By HospiMedica International staff writers
Posted on 15 Jul 2026

Ureteral injury is a serious complication of abdominopelvic surgery that can lead to infection, renal impairment, and reoperation. However, consistent intraoperative identification of the ureters remains difficult because existing fluorescent agents may bind nonspecifically or clear through nonrenal routes. Surgeons need bright, kidney-excreted signals that remain visible throughout complex procedures. To help address this challenge, researchers have developed a super-inert near-infrared dye that keeps the ureters visible for hours while being eliminated unchanged by the kidneys.

A cross-disciplinary team at the University of Hong Kong in Shenzhen (HKU MILES-Shenzhen) created SID-788, a near-infrared (NIR) fluorescent dye designed for surgical navigation of the urinary tract. In a porcine model, SID-788 enabled clear ureter visualization for four to five hours using clinical NIR laparoscopes and robotic surgical systems. This imaging window aligns with the duration of most abdominopelvic procedures, suggesting potential utility for maintaining ureter visibility throughout complex surgeries.


Image modified from Lu et al., Nature Photonics (2026). DOI: 10.1038/s41566-026-01945-9

SID-788 is a near-neutral cyanine dye threaded through an alpha-cyclodextrin ring in a rotaxane configuration. This design provides high aqueous solubility of approximately 29 mg/mL and “super-inertness,” with negligible binding to serum proteins, organs, and tissues. The dye remains chemically and photochemically stable under physiological conditions and is completely excreted by the kidneys in its original form within hours of administration.

Preclinical testing demonstrated high-performance ureter imaging in mice and pigs using wide-field NIR-II systems, as well as clinically approved NIR-I laparoscopes and robotic platforms. The approach addresses a long-standing need for urinary-tract-specific fluorescence that minimizes background signal during surgical navigation. Clear visualization is particularly important for avoiding injury and for managing ureteral stenosis or obstruction intraoperatively.

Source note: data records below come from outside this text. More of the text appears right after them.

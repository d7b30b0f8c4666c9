use screenlink_gateway::config::GatewayConfig;
use screenlink_gateway::GatewayServer;

#[tokio::main]
async fn main() -> anyhow::Result<()> {
    // Initialize tracing
    tracing_subscriber::fmt()
        .with_env_filter(tracing_subscriber::EnvFilter::from_default_env())
        .init();

    // Load configuration
    let config = if let Ok(path) = std::env::var("SLG_CONFIG_PATH") {
        GatewayConfig::from_toml(path)?
    } else {
        GatewayConfig::from_env()?
    };

    // Create and start server
    let server = GatewayServer::new(config)?;
    server.start().await?;

    Ok(())
}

The work involved the University of Hong Kong–Shenzhen Hospital and Peking University First Hospital and was published in Nature Photonics on June 12, 2026. In mouse studies, SID-788 was well tolerated at doses up to 500 times the standard imaging dose of 0.5 mg/kg, supporting continued translation of the platform.

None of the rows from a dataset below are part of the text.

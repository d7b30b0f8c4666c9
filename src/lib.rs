pub mod config;
pub mod metrics;
pub mod protocol;
pub mod recorder;
pub mod registry;
pub mod relay;
pub mod rooms;
pub mod server;
pub mod sqlite_store;
pub mod store;
pub mod ws;

#[cfg(test)]
mod recorder_props;

pub use server::GatewayServer;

“Wrapping a molecule with a human-compatible cyclodextrin ring is exciting in the NIR dye field. The development of SID-788 serves as a compelling example of integrating fundamental innovation with translational research,” said Hongjie Dai, director of the Materials Institute of Life Sciences and Energy at the University of Hong Kong in Shenzhen.

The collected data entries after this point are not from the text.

//! Room broker: maps live connections to session rooms and fans events out.
//!
//! The broker is deliberately independent of the transport layer. A
//! connection is just an id plus an in-memory sender; the WebSocket handler
//! registers real socket-backed senders, tests register plain channels.

use std::collections::HashSet;

use dashmap::DashMap;
use tokio::sync::mpsc::UnboundedSender;
use tracing::debug;

use crate::protocol::ServerEvent;

/// Connection identity. Assigned by the gateway on registration (uuid v4 in
/// production) and used as the host binding in session documents.
pub type ConnId = String;

/// Handle to a live connection's outbound event queue.
#[derive(Debug, Clone)]
pub struct ConnectionHandle {
    sender: UnboundedSender<ServerEvent>,
}

impl ConnectionHandle {
    pub fn new(sender: UnboundedSender<ServerEvent>) -> Self {
        Self { sender }
    }

    fn send(&self, event: ServerEvent) {
        // Receiver gone means the connection is tearing down; dropping the
        // event matches the fail-silent posture.
        let _ = self.sender.send(event);
    }
}

/// Explicit mapping from room key to the set of bound connection ids.
#[derive(Default)]
pub struct RoomBroker {
    connections: DashMap<ConnId, ConnectionHandle>,
    rooms: DashMap<String, HashSet<ConnId>>,
    memberships: DashMap<ConnId, HashSet<String>>,
}

impl RoomBroker {
    pub fn new() -> Self {
        Self {
            connections: DashMap::new(),
            rooms: DashMap::new(),
            memberships: DashMap::new(),
        }
    }

    /// Bind a live connection handle. Must precede any join.
    pub fn register(&self, conn_id: &str, handle: ConnectionHandle) {
        self.connections.insert(conn_id.to_string(), handle);
    }

    /// Bind a connection to a room.
    pub fn join(&self, conn_id: &str, session_id: &str) {
        self.rooms
            .entry(session_id.to_string())
            .or_default()
            .insert(conn_id.to_string());
        self.memberships
            .entry(conn_id.to_string())
            .or_default()
            .insert(session_id.to_string());
        debug!(conn = conn_id, room = session_id, "connection joined room");
    }

    /// Unbind a connection from one room.
    pub fn leave(&self, conn_id: &str, session_id: &str) {
        if let Some(mut members) = self.rooms.get_mut(session_id) {
            members.remove(conn_id);
        }
        self.rooms.remove_if(session_id, |_, members| members.is_empty());
        if let Some(mut rooms) = self.memberships.get_mut(conn_id) {
            rooms.remove(session_id);
        }
    }

    /// Remove the connection from every room and drop its handle. Returns
    /// the rooms it was bound to. Callers react to the disconnect (session
    /// reaping, rebroadcast) before or after as they need; the handle stays
    /// valid until this call.
    pub fn disconnect(&self, conn_id: &str) -> Vec<String> {
        let rooms: Vec<String> = self
            .memberships
            .remove(conn_id)
            .map(|(_, rooms)| rooms.into_iter().collect())
            .unwrap_or_default();
        for room in &rooms {
            if let Some(mut members) = self.rooms.get_mut(room) {
                members.remove(conn_id);
            }
            self.rooms.remove_if(room, |_, members| members.is_empty());
        }
        self.connections.remove(conn_id);
        rooms
    }

    /// Deliver to every member of the room, optionally excluding one
    /// connection (the sender). An empty or unknown room is a silent no-op.
    pub fn broadcast(&self, session_id: &str, event: &ServerEvent, exclude: Option<&str>) {
        let Some(members) = self.rooms.get(session_id) else {
            return;
        };
        for member in members.iter() {
            if exclude == Some(member.as_str()) {
                continue;
            }
            if let Some(handle) = self.connections.get(member) {
                handle.send(event.clone());
            }
        }
    }

    /// Deliver to every registered connection, room membership aside.
    pub fn broadcast_all(&self, event: &ServerEvent) {
        for entry in self.connections.iter() {
            entry.value().send(event.clone());
        }
    }

    /// Deliver to exactly one connection. Unknown target is a silent no-op.
    pub fn direct(&self, conn_id: &str, event: ServerEvent) {
        if let Some(handle) = self.connections.get(conn_id) {
            handle.send(event);
        }
    }

    pub fn connection_count(&self) -> usize {
        self.connections.len()
    }

    pub fn room_count(&self) -> usize {
        self.rooms.len()
    }

    pub fn room_members(&self, session_id: &str) -> Vec<ConnId> {
        self.rooms
            .get(session_id)
            .map(|members| members.iter().cloned().collect())
            .unwrap_or_default()
    }
}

“Through its novel molecular design, SID-788 possesses properties long pursued by the NIR fluorescent dye field, solving some of the long-standing problems in this field. More importantly, we have successfully accomplished gram-scale synthesis in our laboratory and are currently partnering with a CRO to advance toward kilogram-scale production for clinical translation,” added Dai.